◆ What the exercise asks:
Using the entries below, output each line exactly from the first through the one that contains "whole sequence to".

((

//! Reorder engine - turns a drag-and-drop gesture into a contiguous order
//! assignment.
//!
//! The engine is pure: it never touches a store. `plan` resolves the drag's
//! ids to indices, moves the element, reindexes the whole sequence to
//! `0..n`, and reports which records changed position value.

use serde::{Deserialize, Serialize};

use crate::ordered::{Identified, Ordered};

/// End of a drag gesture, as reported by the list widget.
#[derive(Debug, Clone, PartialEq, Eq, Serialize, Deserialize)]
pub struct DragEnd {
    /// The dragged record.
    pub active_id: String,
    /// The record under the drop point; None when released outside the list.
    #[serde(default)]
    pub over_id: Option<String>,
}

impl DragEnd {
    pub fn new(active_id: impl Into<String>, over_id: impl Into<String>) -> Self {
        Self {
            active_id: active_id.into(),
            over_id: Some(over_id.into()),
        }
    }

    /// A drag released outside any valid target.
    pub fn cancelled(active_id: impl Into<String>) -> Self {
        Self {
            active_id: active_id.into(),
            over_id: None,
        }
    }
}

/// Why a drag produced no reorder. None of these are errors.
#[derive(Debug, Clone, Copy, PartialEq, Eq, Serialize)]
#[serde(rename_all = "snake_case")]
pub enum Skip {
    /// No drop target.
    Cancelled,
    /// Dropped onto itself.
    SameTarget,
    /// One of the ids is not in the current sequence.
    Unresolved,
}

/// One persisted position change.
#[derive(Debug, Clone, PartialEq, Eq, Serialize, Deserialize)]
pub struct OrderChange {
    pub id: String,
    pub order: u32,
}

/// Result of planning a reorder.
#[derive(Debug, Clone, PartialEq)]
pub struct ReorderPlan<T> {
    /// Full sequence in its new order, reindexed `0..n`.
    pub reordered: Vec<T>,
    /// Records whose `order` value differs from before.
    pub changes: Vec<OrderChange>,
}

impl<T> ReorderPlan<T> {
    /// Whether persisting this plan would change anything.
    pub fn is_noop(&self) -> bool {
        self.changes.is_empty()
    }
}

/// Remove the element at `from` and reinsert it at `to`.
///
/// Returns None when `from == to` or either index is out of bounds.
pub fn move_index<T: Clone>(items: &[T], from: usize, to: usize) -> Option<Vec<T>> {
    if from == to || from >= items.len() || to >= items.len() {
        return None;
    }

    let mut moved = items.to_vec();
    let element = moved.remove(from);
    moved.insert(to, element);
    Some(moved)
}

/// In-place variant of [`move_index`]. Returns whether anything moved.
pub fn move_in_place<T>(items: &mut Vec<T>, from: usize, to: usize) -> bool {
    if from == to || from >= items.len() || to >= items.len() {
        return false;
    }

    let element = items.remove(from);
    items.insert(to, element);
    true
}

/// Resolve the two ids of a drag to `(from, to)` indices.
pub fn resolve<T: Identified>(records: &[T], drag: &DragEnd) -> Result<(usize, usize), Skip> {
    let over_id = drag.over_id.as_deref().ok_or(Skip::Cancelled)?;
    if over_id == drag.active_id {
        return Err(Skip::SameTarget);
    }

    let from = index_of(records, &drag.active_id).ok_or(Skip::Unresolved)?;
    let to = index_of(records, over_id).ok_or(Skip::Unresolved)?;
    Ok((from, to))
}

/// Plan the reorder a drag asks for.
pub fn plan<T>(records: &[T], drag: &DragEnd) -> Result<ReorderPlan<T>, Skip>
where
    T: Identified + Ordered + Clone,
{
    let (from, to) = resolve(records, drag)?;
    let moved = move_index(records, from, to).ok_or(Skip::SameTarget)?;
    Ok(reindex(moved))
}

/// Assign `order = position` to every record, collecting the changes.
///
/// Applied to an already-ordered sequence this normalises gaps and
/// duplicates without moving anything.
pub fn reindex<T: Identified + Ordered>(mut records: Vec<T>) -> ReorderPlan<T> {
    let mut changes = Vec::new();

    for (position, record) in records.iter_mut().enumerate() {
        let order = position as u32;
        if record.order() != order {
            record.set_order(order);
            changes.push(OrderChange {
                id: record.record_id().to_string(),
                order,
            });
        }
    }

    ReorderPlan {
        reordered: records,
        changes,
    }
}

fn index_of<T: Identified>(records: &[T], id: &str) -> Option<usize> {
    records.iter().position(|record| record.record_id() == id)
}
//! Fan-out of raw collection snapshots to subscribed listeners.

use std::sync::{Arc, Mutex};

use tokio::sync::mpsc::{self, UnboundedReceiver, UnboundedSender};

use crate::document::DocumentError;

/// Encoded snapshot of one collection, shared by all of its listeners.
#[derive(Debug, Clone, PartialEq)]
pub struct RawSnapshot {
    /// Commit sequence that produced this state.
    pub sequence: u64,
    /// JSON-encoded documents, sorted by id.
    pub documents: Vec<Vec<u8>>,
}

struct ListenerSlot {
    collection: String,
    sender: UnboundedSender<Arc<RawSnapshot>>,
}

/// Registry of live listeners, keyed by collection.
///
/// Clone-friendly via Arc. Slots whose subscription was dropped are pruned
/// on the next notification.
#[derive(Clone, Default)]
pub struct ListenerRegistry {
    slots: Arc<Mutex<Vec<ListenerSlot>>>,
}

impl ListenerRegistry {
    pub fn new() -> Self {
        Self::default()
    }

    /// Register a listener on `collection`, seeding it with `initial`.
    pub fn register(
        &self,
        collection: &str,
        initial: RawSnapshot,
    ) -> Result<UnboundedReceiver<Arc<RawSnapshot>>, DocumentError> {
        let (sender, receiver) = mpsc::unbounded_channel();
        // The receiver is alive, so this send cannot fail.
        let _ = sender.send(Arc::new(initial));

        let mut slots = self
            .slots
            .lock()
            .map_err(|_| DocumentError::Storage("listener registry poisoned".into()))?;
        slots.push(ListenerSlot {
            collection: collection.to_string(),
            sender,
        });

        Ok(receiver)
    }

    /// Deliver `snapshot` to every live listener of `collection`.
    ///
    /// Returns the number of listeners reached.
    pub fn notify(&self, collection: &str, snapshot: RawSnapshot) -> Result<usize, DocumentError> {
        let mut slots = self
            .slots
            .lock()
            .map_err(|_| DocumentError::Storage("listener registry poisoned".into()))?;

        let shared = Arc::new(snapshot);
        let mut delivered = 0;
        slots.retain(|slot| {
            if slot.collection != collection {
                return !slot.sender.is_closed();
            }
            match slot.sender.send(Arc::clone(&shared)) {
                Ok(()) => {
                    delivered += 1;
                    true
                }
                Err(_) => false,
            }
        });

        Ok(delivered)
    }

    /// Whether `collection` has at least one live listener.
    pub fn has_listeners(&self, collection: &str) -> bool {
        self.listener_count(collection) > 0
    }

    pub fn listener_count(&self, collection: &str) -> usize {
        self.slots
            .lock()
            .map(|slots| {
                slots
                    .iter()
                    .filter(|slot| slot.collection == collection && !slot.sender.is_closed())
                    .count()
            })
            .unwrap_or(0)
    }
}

))

◆ Expected output:
//! Reorder engine - turns a drag-and-drop gesture into a contiguous order
//! assignment.
//!
//! The engine is pure: it never touches a store. `plan` resolves the drag's
//! ids to indices, moves the element, reindexes the whole sequence to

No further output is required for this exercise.